Galatasaray adına bu gecenin tek kazancı Denayer oldu. Genç futbolcu ilk resmi maçına çıkmasına rağmen beğeni topladı. İlk golde rakibine kafayı vurdursa da, stoperde sırıtmadı. İkinci yarı orijinal yeri olmamasına rağmen geçtiği sağ bekte de bence müthiş oynadı. Takımını bu devrede sağdan ileri taşıyan isimdi. Denayer bu maçtaki oyunuyla ilk on bir futbolcusu olabileceğini Hamza Hocaya gösterdi. Galatasaray müthiş bir yetenek getirtmiş. Gerçi Denayer kiralık ama kim getirttiyse helal olsun.

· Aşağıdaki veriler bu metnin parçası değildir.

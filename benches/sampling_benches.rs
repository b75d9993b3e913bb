use criterion::{Criterion, criterion_group, criterion_main};
use std::hint::black_box;
use RustedCalculus::calculus::{assemble, differentiate, parse, to_evaluator};
use RustedCalculus::numerical::plot_data::PlotOptions;
use RustedCalculus::numerical::sampler::sample;

fn bench_sample_rational(c: &mut Criterion) {
    let f = parse("x/(x**2-1)").unwrap();
    let evaluator = to_evaluator(&f);
    c.bench_function("sample x/(x**2-1), 1000 points", |b| {
        b.iter(|| sample(black_box(&evaluator), -10.0, 10.0, 1000))
    });
}

fn bench_pipeline(c: &mut Criterion) {
    let mut group = c.benchmark_group("parse, differentiate, assemble");
    for text in ["x**2 - 4*x + 4", "sin(x) + cos(x)", "log(x)", "1/x"] {
        group.bench_function(text, |b| {
            b.iter(|| {
                let f = parse(black_box(text)).unwrap();
                let _ = differentiate(&f, 2);
                assemble(&f, -10.0, 10.0, &PlotOptions::default())
            })
        });
    }
    group.finish();
}

criterion_group!(benches, bench_sample_rational, bench_pipeline);
criterion_main!(benches);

Son sözüm Galatasaray taraftarına. Türkiye’de son zamanlarda yeni bir moda var. Kötü oynayan futbolcu hemen ıslıklanıyor. Bu adamlar makine değil. Bazı maçlar kötü de oynayabilirler. Siz günlük hayatınızda hiç hata yapmıyor musunuz? Emre Çolak oyundan çıkarken yuhaladınız, ıslıkladınız. Ama maç boyu bir şey yapmayan, bir de mutlak gol pozisyonunda acemice yere düşen Podolski ikinci yarıda oyundan çıkarken alkışladınız. Bu nasıl bir çifte standart? Lütfen biraz vicdanlı olun.

tolgaersari@hotmail.com

https://twitter.com/tolgaersari

https://www.facebook.com/tolgaersari

 

Bu blog Canlı Maç Anlatımı sayfamızda da yayınlanmaktadır

 
Toplam blog
: 1042
: 299
Kayıt tarihi
: 02.03.08
 
 

Yazmak benim için bir tutku, bir yaşam kaynağı. Sadece basit bir hobi olarak açıklanamaz yani. Be..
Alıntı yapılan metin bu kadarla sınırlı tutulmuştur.